===== Data to use =====

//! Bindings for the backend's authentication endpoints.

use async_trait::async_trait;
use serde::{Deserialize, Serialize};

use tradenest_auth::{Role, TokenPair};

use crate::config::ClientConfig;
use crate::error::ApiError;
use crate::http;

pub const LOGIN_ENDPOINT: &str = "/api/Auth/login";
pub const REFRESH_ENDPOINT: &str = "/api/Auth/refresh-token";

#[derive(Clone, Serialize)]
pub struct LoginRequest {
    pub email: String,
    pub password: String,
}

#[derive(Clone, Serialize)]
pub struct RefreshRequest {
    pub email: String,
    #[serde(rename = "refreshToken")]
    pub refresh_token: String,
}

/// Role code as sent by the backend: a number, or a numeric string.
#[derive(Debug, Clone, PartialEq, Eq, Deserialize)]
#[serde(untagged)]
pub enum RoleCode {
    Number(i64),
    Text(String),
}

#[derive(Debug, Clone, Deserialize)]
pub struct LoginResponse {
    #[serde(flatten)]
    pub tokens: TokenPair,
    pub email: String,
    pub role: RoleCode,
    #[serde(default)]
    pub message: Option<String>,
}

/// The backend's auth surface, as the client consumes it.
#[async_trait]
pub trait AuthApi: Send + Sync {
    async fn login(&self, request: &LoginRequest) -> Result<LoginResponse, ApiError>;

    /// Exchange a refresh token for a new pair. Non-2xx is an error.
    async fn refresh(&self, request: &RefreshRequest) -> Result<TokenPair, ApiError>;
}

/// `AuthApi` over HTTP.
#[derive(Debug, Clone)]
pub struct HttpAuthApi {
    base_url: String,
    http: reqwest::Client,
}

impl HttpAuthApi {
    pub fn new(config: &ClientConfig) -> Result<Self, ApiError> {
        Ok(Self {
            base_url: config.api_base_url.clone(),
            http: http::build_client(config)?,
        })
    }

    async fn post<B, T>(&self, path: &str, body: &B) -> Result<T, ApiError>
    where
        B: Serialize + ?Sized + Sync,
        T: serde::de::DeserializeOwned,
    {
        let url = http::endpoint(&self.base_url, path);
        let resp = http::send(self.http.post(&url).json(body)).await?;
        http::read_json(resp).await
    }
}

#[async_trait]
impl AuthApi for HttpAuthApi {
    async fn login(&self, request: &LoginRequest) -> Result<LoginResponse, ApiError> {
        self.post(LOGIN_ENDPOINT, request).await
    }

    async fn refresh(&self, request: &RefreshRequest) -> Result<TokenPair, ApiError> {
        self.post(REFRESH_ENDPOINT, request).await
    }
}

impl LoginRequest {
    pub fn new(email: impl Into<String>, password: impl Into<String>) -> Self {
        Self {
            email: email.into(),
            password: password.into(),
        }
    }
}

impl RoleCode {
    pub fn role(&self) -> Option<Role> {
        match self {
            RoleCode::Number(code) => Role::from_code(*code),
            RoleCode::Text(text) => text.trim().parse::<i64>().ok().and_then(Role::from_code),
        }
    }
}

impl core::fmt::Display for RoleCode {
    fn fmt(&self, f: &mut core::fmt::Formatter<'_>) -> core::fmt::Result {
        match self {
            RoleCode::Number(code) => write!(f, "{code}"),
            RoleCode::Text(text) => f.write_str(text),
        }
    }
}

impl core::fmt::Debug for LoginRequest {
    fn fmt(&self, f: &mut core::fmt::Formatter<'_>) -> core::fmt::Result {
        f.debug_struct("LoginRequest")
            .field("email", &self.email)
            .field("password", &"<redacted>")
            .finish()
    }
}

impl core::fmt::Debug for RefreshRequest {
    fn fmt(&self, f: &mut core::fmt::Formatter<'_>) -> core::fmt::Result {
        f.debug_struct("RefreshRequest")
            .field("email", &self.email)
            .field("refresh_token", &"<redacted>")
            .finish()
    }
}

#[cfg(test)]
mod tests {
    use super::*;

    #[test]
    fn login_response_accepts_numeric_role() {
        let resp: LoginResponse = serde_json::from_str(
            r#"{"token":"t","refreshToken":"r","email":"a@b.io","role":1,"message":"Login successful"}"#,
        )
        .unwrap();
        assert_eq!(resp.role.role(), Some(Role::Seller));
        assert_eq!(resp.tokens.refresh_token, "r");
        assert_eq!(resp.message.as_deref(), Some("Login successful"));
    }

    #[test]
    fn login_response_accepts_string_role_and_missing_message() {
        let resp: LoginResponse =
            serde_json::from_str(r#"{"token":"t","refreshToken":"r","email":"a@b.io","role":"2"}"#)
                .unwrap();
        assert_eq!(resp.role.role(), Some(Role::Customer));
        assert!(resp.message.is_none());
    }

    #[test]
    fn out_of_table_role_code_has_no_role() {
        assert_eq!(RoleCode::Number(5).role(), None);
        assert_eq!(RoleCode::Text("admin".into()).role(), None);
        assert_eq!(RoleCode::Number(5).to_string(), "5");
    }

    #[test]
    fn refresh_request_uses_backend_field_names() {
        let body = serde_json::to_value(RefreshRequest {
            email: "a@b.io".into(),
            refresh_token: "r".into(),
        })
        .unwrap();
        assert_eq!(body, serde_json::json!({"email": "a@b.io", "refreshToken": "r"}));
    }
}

=====

■ Task goal
Filter the entries and copy each line with "HttpAuthApi".

■ Solution for this exercise
pub struct HttpAuthApi {
impl HttpAuthApi {
impl AuthApi for HttpAuthApi {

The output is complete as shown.